▶ _Data for this exercise_
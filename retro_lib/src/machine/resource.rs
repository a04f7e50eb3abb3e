//! Named address ranges owned by a machine definition.

use crate::error::{RetroError, RetroResult};

#[derive(Copy, Clone, PartialEq, Eq, Debug)]
pub enum ResourceKind {
    Mem,
}

/// A named address range. Machine definitions declare these up front;
/// controllers claim the ones they need by name.
#[derive(Clone, PartialEq, Eq, Debug)]
pub struct Resource {
    name: &'static str,
    start: u16,
    end: u16,
    kind: ResourceKind,
}

impl Resource {
    pub fn mem(name: &'static str, start: u16, end: u16) -> Resource {
        assert!(start <= end, "resource \"{name}\" has start > end");

        Resource {
            name,
            start,
            end,
            kind: ResourceKind::Mem,
        }
    }

    pub fn name(&self) -> &'static str {
        self.name
    }

    pub fn start(&self) -> u16 {
        self.start
    }

    pub fn end(&self) -> u16 {
        self.end
    }

    pub fn kind(&self) -> ResourceKind {
        self.kind
    }

    /// Window length in bytes. A full 64KiB range doesn't fit a `u16`.
    pub fn len(&self) -> u32 {
        u32::from(self.end) - u32::from(self.start) + 1
    }

    pub fn contains(&self, addr: u16) -> bool {
        addr >= self.start && addr <= self.end
    }

    /// Rewrite the window's start address; `end` stays put, so the window
    /// grows or shrinks. Only a controller performing a remap does this
    /// (boot-ROM lockout extends the primary ROM window down over the
    /// vacated range).
    pub fn set_start(&mut self, start: u16) {
        assert!(start <= self.end, "resource \"{}\" has start > end", self.name);
        self.start = start;
    }

    pub fn overlaps(&self, other: &Resource) -> bool {
        self.start <= other.end && other.start <= self.end
    }
}

/// Flat lookup table of a machine's Resources. Built once at machine init,
/// never mutated afterwards.
pub struct ResourceTable {
    resources: Vec<Resource>,
}

impl ResourceTable {
    pub fn new(resources: Vec<Resource>) -> ResourceTable {
        ResourceTable { resources }
    }

    pub fn find(&self, name: &str) -> Option<&Resource> {
        self.resources.iter().find(|r| r.name == name)
    }

    /// Look up a Resource a controller depends on. An unresolved name is a
    /// configuration error in the machine definition.
    pub fn get(&self, name: &str) -> RetroResult<&Resource> {
        self.find(name)
            .ok_or_else(|| RetroError::UnknownResource(name.to_string()))
    }
}

#[cfg(test)]
mod tests {
    use super::*;

    #[test]
    fn lookup() {
        let table = ResourceTable::new(vec![
            Resource::mem("rom0", 0x0000, 0x7fff),
            Resource::mem("wram", 0xc000, 0xdfff),
        ]);

        assert_eq!(table.get("wram").unwrap().start(), 0xc000);
        assert!(matches!(
            table.get("vram"),
            Err(RetroError::UnknownResource(_))
        ));
    }

    #[test]
    fn window_arithmetic() {
        let r = Resource::mem("r", 0x2000, 0x2fff);

        assert_eq!(r.len(), 0x1000);
        assert!(r.contains(0x2000));
        assert!(r.contains(0x2fff));
        assert!(!r.contains(0x3000));
    }

    #[test]
    fn set_start_keeps_end() {
        let mut r = Resource::mem("rom0", 0x0100, 0x7fff);
        r.set_start(0x0000);

        assert_eq!(r.start(), 0x0000);
        assert_eq!(r.end(), 0x7fff);
        assert_eq!(r.len(), 0x8000);
    }

    #[test]
    fn overlap() {
        let a = Resource::mem("a", 0x0000, 0x00ff);
        let b = Resource::mem("b", 0x00ff, 0x01ff);
        let c = Resource::mem("c", 0x0100, 0x01ff);

        assert!(a.overlaps(&b));
        assert!(!a.overlaps(&c));
    }
}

▶ _Exercise instructions_
Check each line of the records for the word "ResourceTable", and show the lines that contain it.

▶ _Exercise result_
pub struct ResourceTable {
impl ResourceTable {
    pub fn new(resources: Vec<Resource>) -> ResourceTable {
        ResourceTable { resources }
        let table = ResourceTable::new(vec![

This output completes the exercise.